Kamis, 20 Maret 2014

Save the World: Ini Caraku, Mana Caramu?

INI CARAKU, BAGAIMANA CARAMU?
Tentulah kita sudah tak asing lagi dengan istilah global warming. Istilah ini sudah menjadi keprihatinan dunia, karena menjadi tantangan masa depan bumi. Kiranya tak perlu lagi diuraikan di sini apa itu global warming, atau pemanasan global. Yang penting, semua kita tahu bahwa hal ini menjadi ancaman bagi kehidupan di muka bumi, kini dan di masa datang.

Gerakan-gerakan untuk mengatasi pemanasan global pun dicanangkan. Karena sudah menjadi ancaman bersama, maka semua pihak pun terlibat. Gereja sebagai warga dunia pun turut ambil bagian dalam usaha pencegahan pemanasan global. Karena itu, ada satu tema APP nasional adalah soal isu ini. Selain itu, tahun 2012 lalu KWI mengeluarkan satu nota pastoral berkaitan dengan masalah ini. Tentulah Gereja, dalam hal ini hierarkinya (uskup dan para imam) sudah berkoar-koar menjelaskan dan menghimbau umat untuk berperan serta mengatasi pemanasan global.

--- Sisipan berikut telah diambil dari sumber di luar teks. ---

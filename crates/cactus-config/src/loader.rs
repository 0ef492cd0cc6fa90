//! Configuration Loader
//!
//! Handles loading and merging configuration from multiple sources with proper precedence.

use crate::file::ConfigFile;
use crate::{
    ConfigError, ConfigResult, DEFAULT_BUFFER_SIZE, DEFAULT_CONTEXT_SIZE, DEFAULT_ENGINE_LIBRARY,
    DEFAULT_RELEASE_SYMBOL, DEFAULT_UTILITY_LIBRARY,
};
use std::env;
use std::path::{Path, PathBuf};

/// Project configuration file name
pub const PROJECT_CONFIG_FILE: &str = "cactus.toml";

/// Configuration loader
///
/// Loads configuration from multiple sources and merges them with proper precedence:
/// 1. Global config (~/.cactus/config.toml) - lowest priority
/// 2. Project config (./cactus.toml) - overrides global
/// 3. Environment variables (CACTUS_*) - overrides project
/// 4. CLI flags - highest priority (handled by caller)
pub struct ConfigLoader {
    /// Cached global config path
    global_config_path: Option<PathBuf>,
}

/// Merged configuration result
#[derive(Debug, Clone, Default)]
pub struct Config {
    /// All layers merged
    pub merged: ConfigFile,

    /// Directory where cactus.toml was found
    pub project_root: Option<PathBuf>,
}

impl ConfigLoader {
    /// Create a new configuration loader
    pub fn new() -> Self {
        Self {
            global_config_path: None,
        }
    }

    /// Use an explicit global config path instead of ~/.cactus/config.toml
    pub fn with_global_config_path(path: PathBuf) -> Self {
        Self {
            global_config_path: Some(path),
        }
    }

    /// Load configuration starting from the given directory
    ///
    /// Walks up the directory tree to find cactus.toml, then merges it over
    /// the global config and applies environment overrides.
    pub fn load_from_directory(&mut self, start_dir: &Path) -> ConfigResult<Config> {
        let (project_root, project) = self.find_project_config(start_dir)?;
        self.assemble(project, project_root)
    }

    /// Load configuration from a specific project config file
    pub fn load_from_file(&mut self, config_path: &Path) -> ConfigResult<Config> {
        let project = ConfigFile::load_from_file(config_path)?;
        let project_root = config_path.parent().map(|p| p.to_path_buf());
        self.assemble(project, project_root)
    }

    fn assemble(
        &mut self,
        project: ConfigFile,
        project_root: Option<PathBuf>,
    ) -> ConfigResult<Config> {
        let mut merged = self.load_global_config()?;
        merged.merge(&project);
        apply_env_overrides(&mut merged)?;
        merged.validate()?;

        Ok(Config {
            merged,
            project_root,
        })
    }

    /// Find project configuration by walking up directory tree
    fn find_project_config(&self, start_dir: &Path) -> ConfigResult<(Option<PathBuf>, ConfigFile)> {
        let mut current = start_dir.to_path_buf();

        loop {
            let config_path = current.join(PROJECT_CONFIG_FILE);

            if config_path.exists() {
                let project = ConfigFile::load_from_file(&config_path)?;
                return Ok((Some(current), project));
            }

            match current.parent() {
                Some(parent) => current = parent.to_path_buf(),
                None => return Ok((None, ConfigFile::default())),
            }
        }
    }

    /// Load global configuration; a missing file or home directory yields defaults
    fn load_global_config(&mut self) -> ConfigResult<ConfigFile> {
        if self.global_config_path.is_none() {
            match Self::global_config_dir() {
                Ok(dir) => self.global_config_path = Some(dir.join("config.toml")),
                Err(ConfigError::HomeNotFound) => return Ok(ConfigFile::default()),
                Err(e) => return Err(e),
            }
        }

        match &self.global_config_path {
            Some(path) if path.exists() => ConfigFile::load_from_file(path),
            _ => Ok(ConfigFile::default()),
        }
    }

    /// Get the global configuration directory (~/.cactus)
    pub fn global_config_dir() -> ConfigResult<PathBuf> {
        let home = dirs::home_dir().ok_or(ConfigError::HomeNotFound)?;
        Ok(home.join(".cactus"))
    }
}

impl Default for ConfigLoader {
    fn default() -> Self {
        Self::new()
    }
}

/// Apply environment variable overrides
///
/// Recognized: CACTUS_LIBRARY, CACTUS_UTIL_LIBRARY, CACTUS_CONTEXT_SIZE,
/// CACTUS_BUFFER_SIZE, CACTUS_DATA_DIR
fn apply_env_overrides(config: &mut ConfigFile) -> ConfigResult<()> {
    if let Ok(library) = env::var("CACTUS_LIBRARY") {
        config.engine.get_or_insert_with(Default::default).library = Some(library);
    }

    if let Ok(raw) = env::var("CACTUS_CONTEXT_SIZE") {
        let size = parse_env_number::<u32>("CACTUS_CONTEXT_SIZE", &raw)?;
        config.engine.get_or_insert_with(Default::default).context_size = Some(size);
    }

    if let Ok(raw) = env::var("CACTUS_BUFFER_SIZE") {
        let size = parse_env_number::<usize>("CACTUS_BUFFER_SIZE", &raw)?;
        config.completion.get_or_insert_with(Default::default).buffer_size = Some(size);
    }

    if let Ok(library) = env::var("CACTUS_UTIL_LIBRARY") {
        config.utility.get_or_insert_with(Default::default).library = Some(library);
    }

    if let Ok(dir) = env::var("CACTUS_DATA_DIR") {
        config.utility.get_or_insert_with(Default::default).data_directory =
            Some(PathBuf::from(dir));
    }

    Ok(())
}

fn parse_env_number<T: std::str::FromStr>(name: &str, raw: &str) -> ConfigResult<T> {
    raw.trim().parse().map_err(|_| ConfigError::InvalidValue {
        field: name.to_string(),
        reason: format!("expected an unsigned integer, got '{}'", raw),
    })
}

impl Config {
    /// Engine library name or path
    pub fn engine_library(&self) -> &str {
        self.merged
            .engine
            .as_ref()
            .and_then(|e| e.library.as_deref())
            .unwrap_or(DEFAULT_ENGINE_LIBRARY)
    }

    /// Extra library search paths
    pub fn search_paths(&self) -> &[PathBuf] {
        self.merged
            .engine
            .as_ref()
            .map(|e| e.search_paths.as_slice())
            .unwrap_or(&[])
    }

    pub fn context_size(&self) -> u32 {
        self.merged
            .engine
            .as_ref()
            .and_then(|e| e.context_size)
            .unwrap_or(DEFAULT_CONTEXT_SIZE)
    }

    pub fn buffer_size(&self) -> usize {
        self.completion_field(|c| c.buffer_size)
            .unwrap_or(DEFAULT_BUFFER_SIZE)
    }

    pub fn temperature(&self) -> f64 {
        self.completion_field(|c| c.temperature).unwrap_or(0.8)
    }

    pub fn top_k(&self) -> u32 {
        self.completion_field(|c| c.top_k).unwrap_or(40)
    }

    pub fn top_p(&self) -> f64 {
        self.completion_field(|c| c.top_p).unwrap_or(0.95)
    }

    pub fn max_tokens(&self) -> u32 {
        self.completion_field(|c| c.max_tokens).unwrap_or(1024)
    }

    pub fn stop(&self) -> &[String] {
        self.merged
            .completion
            .as_ref()
            .map(|c| c.stop.as_slice())
            .unwrap_or(&[])
    }

    /// Utility collaborator library name or path
    pub fn utility_library(&self) -> &str {
        self.merged
            .utility
            .as_ref()
            .and_then(|u| u.library.as_deref())
            .unwrap_or(DEFAULT_UTILITY_LIBRARY)
    }

    pub fn release_symbol(&self) -> &str {
        self.merged
            .utility
            .as_ref()
            .and_then(|u| u.release_symbol.as_deref())
            .unwrap_or(DEFAULT_RELEASE_SYMBOL)
    }

    /// Data directory, if configured. There is no implicit default.
    pub fn data_directory(&self) -> Option<&Path> {
        self.merged
            .utility
            .as_ref()
            .and_then(|u| u.data_directory.as_deref())
    }

    pub fn project_root(&self) -> Option<&Path> {
        self.project_root.as_deref()
    }

    fn completion_field<T>(
        &self,
        get: impl Fn(&crate::file::CompletionSection) -> Option<T>,
    ) -> Option<T> {
        self.merged.completion.as_ref().and_then(get)
    }
}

Yang menjadi persoalan adalah bukan sejauh mana atau sepanjang apa atau sebanyak apa kita menjelaskan kepada umat atau orang lain, melainkan sebanyak apa yang sudah kita lakukan. Dengan kata lain, bukan apa yang sudah dikatakan, melainkan apa yang telah dibuat. Karena, banyak orang menjelaskan isu pemanasan global dengan panjang lebar dan sangat indah, namun perbuatannya tidak mencerminkan dukungan untuk mencegah pemanasan global.

Bagaimana dengan saya? Apa saja yang sudah saya lakukan?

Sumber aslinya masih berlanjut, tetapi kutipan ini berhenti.